Provided data
+===+

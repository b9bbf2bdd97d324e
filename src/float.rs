//! Floating-point abstraction trait for generic numeric operations.

use core::cmp::PartialOrd;
use core::ops::{Add, Div, Mul, Neg, Sub};

/// Trait abstracting floating-point operations needed by the cloth solver.
///
/// Implemented for `f32` and `f64`.
pub trait Float:
    Copy
    + Clone
    + PartialEq
    + PartialOrd
    + Add<Output = Self>
    + Sub<Output = Self>
    + Mul<Output = Self>
    + Div<Output = Self>
    + Neg<Output = Self>
    + Default
    + core::fmt::Debug
{
    /// The additive identity (0.0).
    fn zero() -> Self;
    /// The multiplicative identity (1.0).
    fn one() -> Self;
    /// Half (0.5).
    fn half() -> Self;
    /// Square root.
    fn sqrt(self) -> Self;
    /// Absolute value.
    fn abs(self) -> Self;
    /// Maximum of two values.
    fn max(self, other: Self) -> Self;
    /// Whether the value is neither infinite nor NaN.
    fn is_finite(self) -> bool;
    /// Convert from f64 (for constants and configuration).
    fn from_f64(v: f64) -> Self;
    /// Convert a grid coordinate or count.
    fn from_usize(v: usize) -> Self;

    /// Check if approximately zero within epsilon.
    fn is_near_zero(self, epsilon: Self) -> bool {
        self.abs() < epsilon
    }
}

impl Float for f32 {
    fn zero() -> Self { 0.0 }
    fn one() -> Self { 1.0 }
    fn half() -> Self { 0.5 }
    fn sqrt(self) -> Self { libm::sqrtf(self) }
    fn abs(self) -> Self { libm::fabsf(self) }
    fn max(self, other: Self) -> Self { if self > other { self } else { other } }
    fn is_finite(self) -> bool { f32::is_finite(self) }
    fn from_f64(v: f64) -> Self { v as f32 }
    fn from_usize(v: usize) -> Self { v as f32 }
}

impl Float for f64 {
    fn zero() -> Self { 0.0 }
    fn one() -> Self { 1.0 }
    fn half() -> Self { 0.5 }
    fn sqrt(self) -> Self { libm::sqrt(self) }
    fn abs(self) -> Self { libm::fabs(self) }
    fn max(self, other: Self) -> Self { if self > other { self } else { other } }
    fn is_finite(self) -> bool { f64::is_finite(self) }
    fn from_f64(v: f64) -> Self { v }
    fn from_usize(v: usize) -> Self { v as f64 }
}
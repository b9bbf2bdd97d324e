//! Cloth particles: position, velocity and inverse mass.

use crate::float::Float;
use crate::vec::Vec;

/// A cloth node. Velocity is stored explicitly and rewritten from the
/// position delta on every commit.
///
/// `inv_mass == 0` marks a pinned particle. Inverse mass is fixed at
/// construction; only `position` and `velocity` change while stepping.
#[derive(Clone, Debug, PartialEq)]
pub struct Particle<V: Vec> {
    pub position: V,
    pub velocity: V,
    inv_mass: V::Scalar,
}

impl<V: Vec> Particle<V> {
    /// A free particle at rest. Non-positive inverse masses are clamped to
    /// zero, which pins the particle.
    pub fn new(position: V, inv_mass: V::Scalar) -> Self {
        Particle {
            position,
            velocity: V::zero(),
            inv_mass: inv_mass.max(V::Scalar::zero()),
        }
    }

    pub fn pinned(position: V) -> Self {
        Particle {
            position,
            velocity: V::zero(),
            inv_mass: V::Scalar::zero(),
        }
    }

    pub fn inv_mass(&self) -> V::Scalar {
        self.inv_mass
    }

    pub fn is_pinned(&self) -> bool {
        self.inv_mass == V::Scalar::zero()
    }

    /// Accept `predicted` as the new position, deriving velocity from the
    /// displacement. Pinned particles keep their state unchanged.
    pub fn commit(&mut self, predicted: V, dt: V::Scalar) {
        if self.is_pinned() {
            return;
        }
        self.velocity = (predicted - self.position).scale(V::Scalar::one() / dt);
        self.position = predicted;
    }
}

+===+

What is being asked
Whenever the word "Scalar" appears in a line of the listing, report that line.

Solved exercise
    inv_mass: V::Scalar,
    pub fn new(position: V, inv_mass: V::Scalar) -> Self {
            inv_mass: inv_mass.max(V::Scalar::zero()),
            inv_mass: V::Scalar::zero(),
    pub fn inv_mass(&self) -> V::Scalar {
        self.inv_mass == V::Scalar::zero()
    pub fn commit(&mut self, predicted: V, dt: V::Scalar) {
        self.velocity = (predicted - self.position).scale(V::Scalar::one() / dt);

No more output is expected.